**YOUR GOAL:** Would you please copy the part of the material below that opens with the line containing "let wide = query.for_merge();" and closes with the line containing "the name is"? Copy it exactly, and only it.

**MATERIAL PROVIDED:**

//! Session-archiving file storage.
//!
//! Each run writes into a fresh `<base>/<YYYY-MM-DD_HH-MM-SS>/` directory.
//! Loose log files left directly in `<base>` by older runs are moved into an
//! `archived_<timestamp>` directory named after their latest modification time.

use super::file::{FileLogStorage, FileStorageOptions, STATS_FILE};
use super::{merge_results, LogQuery, LogStorage};
use crate::logging::export::{export_entries, ExportFormat};
use crate::logging::stats::{ArchiveSummary, BackendInfo, StorageStatistics};
use crate::logging::{LogEntry, LoggingError};
use async_trait::async_trait;
use chrono::{DateTime, Local};
use serde::{Deserialize, Serialize};
use std::fs;
use std::path::{Path, PathBuf};
use std::time::SystemTime;
use tracing::{info, warn};

const SESSION_DIR_FORMAT: &str = "%Y-%m-%d_%H-%M-%S";
const ARCHIVE_PREFIX: &str = "archived_";

/// A previous session or archive directory under the base directory
#[derive(Debug, Clone, PartialEq, Serialize, Deserialize)]
pub struct ArchiveInfo {
    pub name: String,
    pub path: PathBuf,
    pub created: DateTime<Local>,
    pub modified: DateTime<Local>,
    pub log_files: Vec<String>,
    pub file_count: usize,
}

impl ArchiveInfo {
    pub fn summary(&self) -> ArchiveSummary {
        ArchiveSummary {
            name: self.name.clone(),
            file_count: self.file_count,
            created: self.created,
            modified: self.modified,
        }
    }
}

/// File storage scoped to one session directory
#[derive(Debug)]
pub struct ArchivedFileLogStorage {
    base_directory: PathBuf,
    current_session_dir: PathBuf,
    inner: FileLogStorage,
}

impl ArchivedFileLogStorage {
    /// Start a new session under `base_directory`, migrating loose legacy
    /// files first when `archive_previous_sessions` is set
    pub fn new(
        base_directory: impl Into<PathBuf>,
        options: FileStorageOptions,
        archive_previous_sessions: bool,
    ) -> Result<Self, LoggingError> {
        let base_directory = base_directory.into();
        fs::create_dir_all(&base_directory)?;

        let session_name = Local::now().format(SESSION_DIR_FORMAT).to_string();
        let current_session_dir = base_directory.join(session_name);
        fs::create_dir_all(&current_session_dir)?;

        if archive_previous_sessions {
            archive_existing_logs(&base_directory);
        }

        let inner = FileLogStorage::with_options(&current_session_dir, options)?;
        info!(
            "Logging session started in {}",
            current_session_dir.display()
        );

        Ok(Self {
            base_directory,
            current_session_dir,
            inner,
        })
    }

    /// Default options with archiving enabled
    pub fn with_defaults(base_directory: impl Into<PathBuf>) -> Result<Self, LoggingError> {
        Self::new(base_directory, FileStorageOptions::default(), true)
    }

    pub fn base_directory(&self) -> &Path {
        &self.base_directory
    }

    pub fn current_session_dir(&self) -> &Path {
        &self.current_session_dir
    }

    /// The file storage backing the current session
    pub fn session_storage(&self) -> &FileLogStorage {
        &self.inner
    }

    /// Sibling session and archive directories, newest first
    pub fn get_archive_directories(&self) -> Vec<ArchiveInfo> {
        list_archive_directories(&self.base_directory, Some(&self.current_session_dir))
    }

    /// Query a single archive directory by name; unknown names yield nothing
    pub async fn query_archived_logs(
        &self,
        archive_name: &str,
        query: &LogQuery,
    ) -> Result<Vec<LogEntry>, LoggingError> {
        let archive_path = self.base_directory.join(archive_name);
        if !archive_path.is_dir() {
            return Ok(Vec::new());
        }

        let archive = FileLogStorage::with_options(&archive_path, self.inner.options().clone())?;
        archive.query(query).await
    }

    /// Current session, optionally merged with every archive
    pub async fn query_with_archives(
        &self,
        query: &LogQuery,
        include_archived: bool,
    ) -> Result<Vec<LogEntry>, LoggingError> {
        if !include_archived {
            return self.inner.query(query).await;
        }

        let wide = query.for_merge();
        let mut sources = vec![self.inner.query(&wide).await?];

        for archive in self.get_archive_directories() {
            match self.query_archived_logs(&archive.name, &wide).await {
                Ok(entries) => sources.push(entries),
                Err(e) => warn!(
                    "Failed to query archived logs from {}: {}",
                    archive.name, e
                ),
            }
        }

        Ok(merge_results(sources, query))
    }

    /// Export an archive (or the current session) and return the written path.
    ///
    /// Without `output_file` the name is `logs_export_<archive>.<ext>` or
    /// `logs_export_<YYYYmmdd_HHMMSS>.<ext>` in the working directory.
    pub async fn export_logs(
        &self,
        archive_name: Option<&str>,
        format: ExportFormat,
        output_file: Option<&Path>,
    ) -> Result<PathBuf, LoggingError> {
        let all = LogQuery::new();
        let (entries, default_name) = match archive_name {
            Some(name) => (
                self.query_archived_logs(name, &all).await?,
                format!("logs_export_{}.{}", name, format.extension()),
            ),
            None => (
                self.inner.query(&all).await?,
                format!(
                    "logs_export_{}.{}",
                    Local::now().format("%Y%m%d_%H%M%S"),
                    format.extension()
                ),
            ),
        };

        let output = output_file
            .map(Path::to_path_buf)
            .unwrap_or_else(|| PathBuf::from(default_name));
        export_entries(&entries, format, &output)?;
        Ok(output)
    }
}

#[async_trait]
impl LogStorage for ArchivedFileLogStorage {
    fn name(&self) -> &str {
        "archived_file"
    }

    async fn store(&self, entry: &LogEntry) -> Result<(), LoggingError> {
        self.inner.store(entry).await
    }

    /// Current session only; see `query_with_archives`
    async fn query(&self, query: &LogQuery) -> Result<Vec<LogEntry>, LoggingError> {
        self.inner.query(query).await
    }

    async fn clear(&self) -> Result<(), LoggingError> {
        self.inner.clear().await
    }

    async fn get_statistics(&self) -> Result<StorageStatistics, LoggingError> {
        let base = self.inner.get_statistics().await?;
        let archives = self.get_archive_directories();

        Ok(StorageStatistics {
            counters: base.counters,
            backend: BackendInfo::ArchivedFile {
                file: self.inner.backend_info(),
                current_session_dir: self.current_session_dir.clone(),
                archive_count: archives.len(),
                archives: archives.iter().map(ArchiveInfo::summary).collect(),
            },
        })
    }
}

/// Files a pre-session run would have left in the base directory
fn is_legacy_log_file(name: &str) -> bool {
    if name.starts_with(STATS_FILE) || name.ends_with(".log") || name.ends_with(".log.gz") {
        return true;
    }

    // rotated backups: <name>.log.<N>[.gz]
    let trimmed = name.strip_suffix(".gz").unwrap_or(name);
    match trimmed.rsplit_once('.') {
        Some((stem, index)) => {
            stem.ends_with(".log") && !index.is_empty() && index.chars().all(|c| c.is_ascii_digit())
        }
        None => false,
    }
}

fn is_log_file(name: &str) -> bool {
    name.ends_with(".log") || name.ends_with(".log.gz")
}

/// Move loose legacy files into `archived_<latest mtime>`; failures are per file
fn archive_existing_logs(base_directory: &Path) {
    let read_dir = match fs::read_dir(base_directory) {
        Ok(read_dir) => read_dir,
        Err(e) => {
            warn!(
                "Failed to scan {} for previous logs: {}",
                base_directory.display(),
                e
            );
            return;
        }
    };

    let mut legacy: Vec<(PathBuf, SystemTime)> = Vec::new();
    for item in read_dir.flatten() {
        let path = item.path();
        let name = item.file_name().to_string_lossy().to_string();
        if !path.is_file() || !is_legacy_log_file(&name) {
            continue;
        }
        let modified = item
            .metadata()
            .and_then(|m| m.modified())
            .unwrap_or_else(|_| SystemTime::now());
        legacy.push((path, modified));
    }

    let Some(latest) = legacy.iter().map(|(_, modified)| *modified).max() else {
        return;
    };

    let stamp = DateTime::<Local>::from(latest).format(SESSION_DIR_FORMAT);
    let archive_dir = base_directory.join(format!("{}{}", ARCHIVE_PREFIX, stamp));
    if let Err(e) = fs::create_dir_all(&archive_dir) {
        warn!(
            "Failed to create archive directory {}: {}",
            archive_dir.display(),
            e
        );
        return;
    }

    let mut moved = 0;
    for (path, _) in legacy {
        let Some(file_name) = path.file_name() else {
            continue;
        };
        let target = archive_dir.join(file_name);
        match fs::rename(&path, &target) {
            Ok(()) => moved += 1,
            Err(e) => warn!("Failed to archive {}: {}", path.display(), e),
        }
    }
    info!(
        "Archived {} previous log files into {}",
        moved,
        archive_dir.display()
    );
}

**TASK RESULT:**
        let wide = query.for_merge();
        let mut sources = vec![self.inner.query(&wide).await?];

        for archive in self.get_archive_directories() {
            match self.query_archived_logs(&archive.name, &wide).await {
                Ok(entries) => sources.push(entries),
                Err(e) => warn!(
                    "Failed to query archived logs from {}: {}",
                    archive.name, e
                ),
            }
        }

        Ok(merge_results(sources, query))
    }

    /// Export an archive (or the current session) and return the written path.
    ///
    /// Without `output_file` the name is `logs_export_<archive>.<ext>` or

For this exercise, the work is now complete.